Ancient seal stamp, bulla uncovered in City of David in Israel

City of David
Visitors tour at the archaeological site known as the City of David, situated just outside the Old City in East Jerusalem, opposite the mostly Arab East Jerusalem neighborhood of Silwan (L), January 26, 2014. |

An ancient seal stamp and bulla from the time of Nehemiah has been discovered in the City of David archaeological site just outside Old City Jerusalem in Israel.

According to Watch Jerusalem, the discovery of these items explain Jerusalem's standing and administration during the Persian period after the Babylonians destroyed the ancient city around 586 B.C. as told in the Old Testament books of Ezra and Nehemiah and also Haggai, Zechariah, and Malachi.

The seal stamp originally had a handle, is somewhat like modern large office stamps and was likely used to stamp jars or other large items. The face of the newly-discovered stamp is broken, but it has two images engraved on it which likely represents two characters in a pseudo-epigraphic style, images designed to look like letters.
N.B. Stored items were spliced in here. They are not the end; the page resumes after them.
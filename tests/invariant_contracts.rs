//! Contract tests for the invariant log.
//!
//! Each test drives one operation and checks that the invariants it is
//! responsible for were asserted along the way.

#![cfg(feature = "ppt")]

use tonegraph::dsl::{constant, noise, sine, Patch};
use tonegraph::harness::TickHarness;
use tonegraph::invariant_ppt::{
    contract_test, EXPORT_STARTS_RESET, GRAPH_ACYCLIC, GRAPH_ARITY, PATCH_SHARES_IDENTICAL,
    PLAN_REACHABLE_ONCE, RESET_COMPLETE, TICK_SINGLE_ADVANCE, WAV_SIZES_CONSISTENT,
};
use tonegraph::sequence::RenderConfig;
use tonegraph::units::UnitExt;
use tonegraph::{Graph, NodeType};

#[test]
fn contract_graph_construction() {
    let mut graph = Graph::new();
    let a = graph.add_node(NodeType::Constant { value: 1.0 }, &[]).unwrap();
    graph.add_node(NodeType::Complement, &[a]).unwrap();
    contract_test("graph construction", &[GRAPH_ACYCLIC, GRAPH_ARITY]);
}

#[test]
fn contract_patch_compile() {
    let shared = sine(110.0.hz());
    Patch::compile(&(shared.clone() + shared)).unwrap();
    contract_test("patch compile", &[PATCH_SHARES_IDENTICAL, GRAPH_ARITY]);
}

#[test]
fn contract_export() {
    let mut patch = Patch::compile(&(noise() * 0.5)).unwrap();
    let count = patch.samples(100.0.hz(), 0.1.sec()).unwrap().count();
    assert_eq!(count, 10);
    contract_test(
        "export",
        &[RESET_COMPLETE, PLAN_REACHABLE_ONCE, EXPORT_STARTS_RESET],
    );
}

#[test]
fn contract_wav_encoding() {
    let config = RenderConfig::with_duration(0.01.sec());
    Patch::compile(&constant(0.1)).unwrap().to_wav(&config).unwrap();
    contract_test("wav encoding", &[WAV_SIZES_CONSISTENT]);
}

#[test]
fn contract_tick_harness() {
    let lfo = sine(2.0.hz());
    let mut harness = TickHarness::from_signal(&(lfo.clone() * lfo), 64.0.hz()).unwrap();
    harness.run(8).unwrap();
    contract_test("tick harness", &[TICK_SINGLE_ADVANCE, RESET_COMPLETE]);
}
Haggai 2:23 notes the use of such seals, also called signets, during this period in history. The verse reads: "'On that day,’ declares the Lord Almighty, ‘I will take you, my servant Zerubbabel son of Shealtiel,’ declares the Lord, ‘and I will make you like my signet ring, for I have chosen you,’ declares the Lord Almighty.”
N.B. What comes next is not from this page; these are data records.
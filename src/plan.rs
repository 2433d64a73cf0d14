//! Plan module: the part of a graph reachable from one root.

use crate::graph::{Graph, GraphError, NodeId};
use crate::invariant_ppt::{assert_invariant, PLAN_REACHABLE_ONCE};

/// Nodes reachable from a root, children before parents, each listed once.
#[derive(Debug, Clone, PartialEq)]
pub struct Plan {
    pub root: NodeId,
    pub order: Vec<NodeId>,
    /// Parent edges per node, counted only among reachable parents.
    /// Indexed by `NodeId.0`; zero for unreachable nodes.
    pub fan_in: Vec<usize>,
}

impl Plan {
    /// Walk the graph from `root`.
    pub fn compile(graph: &Graph, root: NodeId) -> Result<Self, GraphError> {
        graph.node(root)?;
        let order = post_order(graph, root);

        let mut fan_in = vec![0; graph.len()];
        for &id in &order {
            for child in &graph.nodes[id.0].children {
                fan_in[child.0] += 1;
            }
        }

        let mut seen = vec![false; graph.len()];
        let unique = order.iter().all(|id| !std::mem::replace(&mut seen[id.0], true));
        assert_invariant(
            PLAN_REACHABLE_ONCE,
            unique && order.last() == Some(&root),
            "Each reachable node appears once, root last",
            Some("Plan::compile"),
        );

        Ok(Self {
            root,
            order,
            fan_in,
        })
    }

    /// Nodes with more than one reachable parent edge.
    pub fn shared(&self) -> impl Iterator<Item = NodeId> + '_ {
        self.order
            .iter()
            .copied()
            .filter(|id| self.fan_in[id.0] > 1)
    }

    /// Whether `id` is reachable from the root.
    pub fn contains(&self, id: NodeId) -> bool {
        self.order.contains(&id)
    }
}

/// Depth-first post-order without recursion.
fn post_order(graph: &Graph, root: NodeId) -> Vec<NodeId> {
    let mut visited = vec![false; graph.len()];
    let mut order = Vec::new();
    let mut stack = vec![(root, 0usize)];
    visited[root.0] = true;

    while let Some(frame) = stack.last_mut() {
        let (id, cursor) = *frame;
        if let Some(&child) = graph.nodes[id.0].children.get(cursor) {
            frame.1 += 1;
            if !visited[child.0] {
                visited[child.0] = true;
                stack.push((child, 0));
            }
        } else {
            stack.pop();
            order.push(id);
        }
    }
    order
}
Excavators working at the Givati Parking Lot, the largest active archaeological excavation in Jerusalem, made their discoveries known to the public last month.

The bulla, which is a clay seal impressed with an official seal stamp, "is more intricate and had been impressed twice by the same seal," Watch Jerusalem reported, and it "depicts a man seated on some kind of throne or administrative chair — perhaps a king or governor — together with pillars (perhaps the rod symbols of the Babylonian god Nabu or Marduk)."

The bulla is of a similar style from the same time period that have been unearthed in the City of David.

A large quantity of fish bones was discovered alongside the ancient artifacts. The fish bones reportedly indicate an emphasis in Nehemiah's day on the fish market, especially the condemnation of selling fish on the Sabbath as stated in Nehemiah 13:16. Nehemiah also mentions Jerusalem’s “fish gate.”

Relatively few artifacts from what is known as the Persian era have been found given the minor importance of the city in that time, except for 13 meters of a wall and tower that was a rebuilding effort of the original city of Jerusalem's fortification line.

Israeli archaeologist Eilat Mazar discovered this wall and tower in 2007 on the opposite side of the City of David. It was determined that based on the dating, location and the "hasty" style in which it was built, that the portion of the wall was the section spoken of in Nehemiah 3:16.

The archaeological site of the City of David is believed to constitute the original settlement core of Bronze and Iron Age Jerusalem and is presently organized as an Israeli national park. The site is located near Silwan, a Palestinian Arab village intertwined with an Israeli settlement that is situated south of the Old City of Jerusalem.